• _Problem details_
For the string "ConnectionString", find every matching line in the records and copy it.

Stored items
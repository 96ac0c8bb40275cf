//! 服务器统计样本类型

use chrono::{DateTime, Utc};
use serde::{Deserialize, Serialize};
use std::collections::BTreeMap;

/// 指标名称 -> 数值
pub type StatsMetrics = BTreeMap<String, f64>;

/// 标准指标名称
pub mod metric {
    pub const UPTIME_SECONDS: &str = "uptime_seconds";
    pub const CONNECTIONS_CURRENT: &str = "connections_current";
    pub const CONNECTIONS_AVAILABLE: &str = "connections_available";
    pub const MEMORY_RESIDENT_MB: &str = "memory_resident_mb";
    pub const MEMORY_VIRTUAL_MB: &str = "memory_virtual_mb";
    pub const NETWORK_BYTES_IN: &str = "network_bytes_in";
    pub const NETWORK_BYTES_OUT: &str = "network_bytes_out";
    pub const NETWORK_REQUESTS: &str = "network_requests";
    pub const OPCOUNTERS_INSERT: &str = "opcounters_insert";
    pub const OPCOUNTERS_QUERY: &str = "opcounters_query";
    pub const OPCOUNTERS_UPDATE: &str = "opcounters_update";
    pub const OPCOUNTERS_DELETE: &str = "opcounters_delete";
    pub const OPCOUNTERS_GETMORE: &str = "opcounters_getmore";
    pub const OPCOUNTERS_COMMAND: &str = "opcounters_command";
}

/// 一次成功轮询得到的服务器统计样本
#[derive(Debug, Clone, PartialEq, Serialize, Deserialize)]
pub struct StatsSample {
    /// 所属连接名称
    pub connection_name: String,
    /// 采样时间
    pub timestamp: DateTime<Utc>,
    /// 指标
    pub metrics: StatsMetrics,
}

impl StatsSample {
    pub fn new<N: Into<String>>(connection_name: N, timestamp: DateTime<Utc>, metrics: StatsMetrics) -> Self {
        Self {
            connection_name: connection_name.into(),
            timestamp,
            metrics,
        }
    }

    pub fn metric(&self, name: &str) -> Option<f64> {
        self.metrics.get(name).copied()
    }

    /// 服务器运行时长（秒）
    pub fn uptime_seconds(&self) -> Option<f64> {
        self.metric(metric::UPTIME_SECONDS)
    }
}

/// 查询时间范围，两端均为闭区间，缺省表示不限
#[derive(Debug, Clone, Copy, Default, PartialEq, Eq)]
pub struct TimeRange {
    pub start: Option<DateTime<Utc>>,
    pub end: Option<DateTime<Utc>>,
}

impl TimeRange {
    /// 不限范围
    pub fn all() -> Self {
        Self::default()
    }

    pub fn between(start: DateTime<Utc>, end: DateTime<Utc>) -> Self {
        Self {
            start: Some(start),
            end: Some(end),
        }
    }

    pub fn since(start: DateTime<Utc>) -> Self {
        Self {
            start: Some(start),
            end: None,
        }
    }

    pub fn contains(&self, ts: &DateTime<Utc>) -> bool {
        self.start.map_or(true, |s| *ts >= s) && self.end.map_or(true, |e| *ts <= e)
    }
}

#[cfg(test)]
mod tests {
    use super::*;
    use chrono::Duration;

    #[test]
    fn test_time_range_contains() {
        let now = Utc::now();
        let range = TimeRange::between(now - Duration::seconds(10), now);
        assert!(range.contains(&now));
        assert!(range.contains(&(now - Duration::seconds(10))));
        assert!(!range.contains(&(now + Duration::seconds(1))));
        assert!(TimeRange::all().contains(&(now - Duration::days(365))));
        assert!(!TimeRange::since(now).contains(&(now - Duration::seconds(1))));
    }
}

...

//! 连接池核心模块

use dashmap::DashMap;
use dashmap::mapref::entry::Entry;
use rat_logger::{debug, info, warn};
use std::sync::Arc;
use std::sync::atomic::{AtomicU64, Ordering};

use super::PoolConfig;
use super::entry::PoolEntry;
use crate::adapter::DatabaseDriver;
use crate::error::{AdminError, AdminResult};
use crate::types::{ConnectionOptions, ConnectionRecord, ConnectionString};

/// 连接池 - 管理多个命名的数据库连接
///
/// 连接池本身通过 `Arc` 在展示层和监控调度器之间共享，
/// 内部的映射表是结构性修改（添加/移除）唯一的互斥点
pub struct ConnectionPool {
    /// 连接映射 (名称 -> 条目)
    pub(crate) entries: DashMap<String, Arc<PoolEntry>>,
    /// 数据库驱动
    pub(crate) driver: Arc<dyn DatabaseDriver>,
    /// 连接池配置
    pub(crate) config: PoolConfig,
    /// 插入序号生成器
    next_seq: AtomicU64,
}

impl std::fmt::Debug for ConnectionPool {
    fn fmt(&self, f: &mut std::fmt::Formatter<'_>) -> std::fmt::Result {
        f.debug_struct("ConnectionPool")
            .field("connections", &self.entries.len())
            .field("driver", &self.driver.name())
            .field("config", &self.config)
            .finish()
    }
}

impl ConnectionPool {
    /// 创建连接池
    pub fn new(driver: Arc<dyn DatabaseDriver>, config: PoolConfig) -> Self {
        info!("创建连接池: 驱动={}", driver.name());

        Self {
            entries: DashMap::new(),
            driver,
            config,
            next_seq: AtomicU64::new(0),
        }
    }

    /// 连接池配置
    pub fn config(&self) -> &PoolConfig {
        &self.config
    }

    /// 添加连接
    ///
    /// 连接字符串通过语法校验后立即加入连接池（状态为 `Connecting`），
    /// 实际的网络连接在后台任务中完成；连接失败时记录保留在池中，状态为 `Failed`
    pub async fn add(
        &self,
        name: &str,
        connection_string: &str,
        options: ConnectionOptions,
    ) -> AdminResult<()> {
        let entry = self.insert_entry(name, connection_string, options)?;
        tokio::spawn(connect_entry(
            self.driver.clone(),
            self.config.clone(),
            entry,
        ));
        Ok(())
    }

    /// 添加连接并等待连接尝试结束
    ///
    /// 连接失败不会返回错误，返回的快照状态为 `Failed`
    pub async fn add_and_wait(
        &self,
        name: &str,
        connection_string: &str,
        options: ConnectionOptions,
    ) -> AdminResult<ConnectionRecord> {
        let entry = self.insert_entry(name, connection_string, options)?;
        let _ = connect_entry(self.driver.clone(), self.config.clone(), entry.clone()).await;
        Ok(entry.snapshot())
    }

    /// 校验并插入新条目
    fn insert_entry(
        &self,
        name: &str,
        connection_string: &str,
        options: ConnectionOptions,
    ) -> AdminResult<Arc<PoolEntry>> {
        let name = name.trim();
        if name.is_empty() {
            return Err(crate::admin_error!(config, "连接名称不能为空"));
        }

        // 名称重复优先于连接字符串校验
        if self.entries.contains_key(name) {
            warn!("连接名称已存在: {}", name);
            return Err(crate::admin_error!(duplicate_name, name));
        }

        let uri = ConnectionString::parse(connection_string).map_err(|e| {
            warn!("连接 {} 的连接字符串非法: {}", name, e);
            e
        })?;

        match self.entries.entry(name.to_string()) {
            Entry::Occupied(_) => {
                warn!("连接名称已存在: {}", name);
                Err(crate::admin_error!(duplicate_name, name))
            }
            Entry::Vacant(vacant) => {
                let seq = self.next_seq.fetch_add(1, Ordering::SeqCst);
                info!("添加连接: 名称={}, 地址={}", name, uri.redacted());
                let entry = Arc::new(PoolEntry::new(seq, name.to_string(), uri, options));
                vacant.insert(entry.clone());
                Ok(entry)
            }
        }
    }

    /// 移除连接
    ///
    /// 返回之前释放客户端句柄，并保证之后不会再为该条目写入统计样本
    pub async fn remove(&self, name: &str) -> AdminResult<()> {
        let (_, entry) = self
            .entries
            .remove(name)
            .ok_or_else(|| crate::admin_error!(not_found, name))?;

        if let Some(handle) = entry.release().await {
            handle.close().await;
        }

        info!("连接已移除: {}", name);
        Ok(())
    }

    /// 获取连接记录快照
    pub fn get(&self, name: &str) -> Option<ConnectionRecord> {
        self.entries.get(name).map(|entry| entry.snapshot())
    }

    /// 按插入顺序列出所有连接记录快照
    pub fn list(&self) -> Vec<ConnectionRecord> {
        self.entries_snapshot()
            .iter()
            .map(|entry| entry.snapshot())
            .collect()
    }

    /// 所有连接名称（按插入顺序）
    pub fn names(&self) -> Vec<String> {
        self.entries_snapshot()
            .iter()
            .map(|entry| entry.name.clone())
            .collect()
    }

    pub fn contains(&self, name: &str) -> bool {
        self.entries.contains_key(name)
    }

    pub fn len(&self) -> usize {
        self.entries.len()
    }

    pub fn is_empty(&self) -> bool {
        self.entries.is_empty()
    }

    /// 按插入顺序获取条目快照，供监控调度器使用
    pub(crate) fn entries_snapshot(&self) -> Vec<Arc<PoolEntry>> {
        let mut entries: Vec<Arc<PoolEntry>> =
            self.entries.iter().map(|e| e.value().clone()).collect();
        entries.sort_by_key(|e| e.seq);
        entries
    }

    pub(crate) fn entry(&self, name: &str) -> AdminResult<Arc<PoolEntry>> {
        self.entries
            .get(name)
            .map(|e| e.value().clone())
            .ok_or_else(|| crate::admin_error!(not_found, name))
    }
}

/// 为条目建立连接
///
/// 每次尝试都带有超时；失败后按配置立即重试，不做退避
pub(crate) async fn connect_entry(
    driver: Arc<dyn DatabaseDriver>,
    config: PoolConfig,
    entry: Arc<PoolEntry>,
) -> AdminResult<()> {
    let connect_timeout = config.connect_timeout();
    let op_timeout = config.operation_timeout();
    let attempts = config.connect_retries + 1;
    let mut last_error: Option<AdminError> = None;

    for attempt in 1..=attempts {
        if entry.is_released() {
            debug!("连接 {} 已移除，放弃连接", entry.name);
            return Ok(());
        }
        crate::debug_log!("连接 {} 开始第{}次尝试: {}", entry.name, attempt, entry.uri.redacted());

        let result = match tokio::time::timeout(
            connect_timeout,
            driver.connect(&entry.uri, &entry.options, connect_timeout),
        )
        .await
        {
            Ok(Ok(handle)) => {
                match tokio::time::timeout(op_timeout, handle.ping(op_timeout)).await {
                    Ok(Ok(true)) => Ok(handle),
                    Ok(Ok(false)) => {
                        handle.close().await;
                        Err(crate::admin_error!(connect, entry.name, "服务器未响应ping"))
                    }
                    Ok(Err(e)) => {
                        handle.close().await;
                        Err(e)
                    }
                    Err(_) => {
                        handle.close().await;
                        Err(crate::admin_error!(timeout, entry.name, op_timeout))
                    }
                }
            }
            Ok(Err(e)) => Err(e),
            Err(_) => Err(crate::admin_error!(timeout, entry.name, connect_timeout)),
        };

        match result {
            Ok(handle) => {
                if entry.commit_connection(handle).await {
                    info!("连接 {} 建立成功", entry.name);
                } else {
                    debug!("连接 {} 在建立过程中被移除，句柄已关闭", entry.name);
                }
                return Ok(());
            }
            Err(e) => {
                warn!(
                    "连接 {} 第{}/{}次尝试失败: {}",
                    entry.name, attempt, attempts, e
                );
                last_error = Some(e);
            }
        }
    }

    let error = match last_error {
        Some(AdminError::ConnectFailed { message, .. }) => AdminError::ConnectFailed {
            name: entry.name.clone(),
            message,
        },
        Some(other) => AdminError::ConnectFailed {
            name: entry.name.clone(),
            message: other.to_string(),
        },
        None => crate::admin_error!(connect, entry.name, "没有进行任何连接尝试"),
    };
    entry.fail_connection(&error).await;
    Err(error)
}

• _Task answer_
use crate::types::{ConnectionOptions, ConnectionRecord, ConnectionString};
        let uri = ConnectionString::parse(connection_string).map_err(|e| {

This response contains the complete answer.